SynodicMonth / ChebyKAN

Kolmogorov-Arnold Networks (KAN) using Chebyshev polynomials instead of B-splines.
350 stars 36 forks source link

Vectorization of the <for loop> on Chebychev polynomial degrees #7

Closed K-H-Ismail closed 6 months ago

K-H-Ismail commented 6 months ago
iiisak commented 6 months ago

Great find! I'll be closing my pull request

K-H-Ismail commented 6 months ago

Thanks ! You actually did the whole job !

iiisak commented 6 months ago

Just tested it and this change makes ChebyKAN ~11x faster

SynodicMonth commented 6 months ago

Thats indeed a giant boost! Really appreciate that! I'll reserve the unvectorized one in another file for a quick and brief understanding.

K-H-Ismail commented 6 months ago

Many thanks to you for helping demystify KANs, Many thanks to @iiisak for thinking about the trigonometric formulation Actually, the formula extends for all x in R that way: image or simply this one image

We could implement this and get rid of the tanh in the beginning.

I'm afraid this will add nothing. As far as I understood from your discussion with @JanRocketMan Issue:3, all polynomial interpolations that could be used yield a form of LANs or GLUs.

Using a B-spline as in the original paper is just using a piece-wise polynomial interpolation that has nicer properties instead.

What do you think about this?

SynodicMonth commented 6 months ago

Many thanks to you for helping demystify KANs, Many thanks to @iiisak for thinking about the trigonometric formulation Actually, the formula extends for all x in R that way: image or simply this one image

We could implement this and get rid of the tanh in the beginning.

I'm afraid this will add nothing. As far as I understood from your discussion with @JanRocketMan Issue:3, all polynomial interpolations that could be used yield a form of LANs or GLUs.

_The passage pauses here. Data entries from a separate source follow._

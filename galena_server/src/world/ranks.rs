// Copyright 2023 drey7925
//
// Licensed under the Apache License, Version 2.0 (the "License");
// you may not use this file except in compliance with the License.
// You may obtain a copy of the License at
//
//     http://www.apache.org/licenses/LICENSE-2.0
//
// Unless required by applicable law or agreed to in writing, software
// distributed under the License is distributed on an "AS IS" BASIS,
// WITHOUT WARRANTIES OR CONDITIONS OF ANY KIND, either express or implied.
// See the License for the specific language governing permissions and
// limitations under the License.
//
// SPDX-License-Identifier: Apache-2.0

use anyhow::{ensure, Result};

/// A position on the server's rank ladder. Higher ordinal means more
/// privilege; comparisons between RankIds from different resolvers are
/// meaningless.
#[derive(Copy, Clone, PartialEq, Eq, PartialOrd, Ord, Hash, Debug)]
pub struct RankId(pub u16);

/// Seam to the external permission system. The map core never interprets
/// rank identities beyond their total order; resolution of names and legacy
/// ladder indices is the collaborator's business.
pub trait RankResolver: Send + Sync {
    /// Resolves a rank name, case-insensitively.
    fn by_name(&self, name: &str) -> Option<RankId>;
    /// Resolves a raw ladder index, as stored by old map files.
    fn by_index(&self, index: usize) -> Option<RankId>;
    /// Canonical name of a rank, for serialization.
    fn name_of(&self, rank: RankId) -> Option<&str>;
    /// The bottom of the ladder; the fallback when an identifier from an old
    /// file cannot be resolved at all.
    fn lowest(&self) -> RankId;
}

/// A fixed rank ladder, lowest first. Sufficient for tests and for servers
/// whose rank list is static configuration.
pub struct StaticRankList {
    names: Vec<String>,
}
impl StaticRankList {
    pub fn new(names: impl IntoIterator<Item = impl Into<String>>) -> Result<StaticRankList> {
        let names: Vec<String> = names.into_iter().map(Into::into).collect();
        ensure!(!names.is_empty(), "Rank ladder must have at least one rank");
        Ok(StaticRankList { names })
    }
}
impl RankResolver for StaticRankList {
    fn by_name(&self, name: &str) -> Option<RankId> {
        self.names
            .iter()
            .position(|n| n.eq_ignore_ascii_case(name))
            .map(|i| RankId(i as u16))
    }

    fn by_index(&self, index: usize) -> Option<RankId> {
        if index < self.names.len() {
            Some(RankId(index as u16))
        } else {
            None
        }
    }

    fn name_of(&self, rank: RankId) -> Option<&str> {
        self.names.get(rank.0 as usize).map(String::as_str)
    }

    fn lowest(&self) -> RankId {
        RankId(0)
    }
}

/// A player's identity as the permission system sees it: just a name and a
/// rank. Session state lives with the connection, not here.
#[derive(Clone, Debug)]
pub struct PlayerProfile {
    pub name: String,
    pub rank: RankId,
}
impl PlayerProfile {
    pub fn new(name: impl Into<String>, rank: RankId) -> Self {
        Self {
            name: name.into(),
            rank,
        }
    }
}

#[cfg(test)]
mod tests {
    use super::*;

    #[test]
    fn ladder_resolution() {
        let ranks = StaticRankList::new(["guest", "builder", "op"]).unwrap();
        assert_eq!(ranks.by_name("Builder"), Some(RankId(1)));
        assert_eq!(ranks.by_name("king"), None);
        assert_eq!(ranks.by_index(2), Some(RankId(2)));
        assert_eq!(ranks.by_index(3), None);
        assert_eq!(ranks.name_of(RankId(0)), Some("guest"));
        assert_eq!(ranks.lowest(), RankId(0));
        assert!(ranks.by_name("op").unwrap() > ranks.by_name("guest").unwrap());
    }
}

Using a B-spline as in the original paper is just using a piece-wise polynomial interpolation that has nicer properties instead.

What do you think about this?

Sorry for the late reply, ive been dealing with a fever.

I definitely agree. We've find some major advantages of B-splines (actually drawbacks of chebyKAN) in the discussion: B-spline is less equal (though in theory its expandable) to LAN B-spilne is capable of continual learning (#8) B-spline is also more universal (not 100% sure)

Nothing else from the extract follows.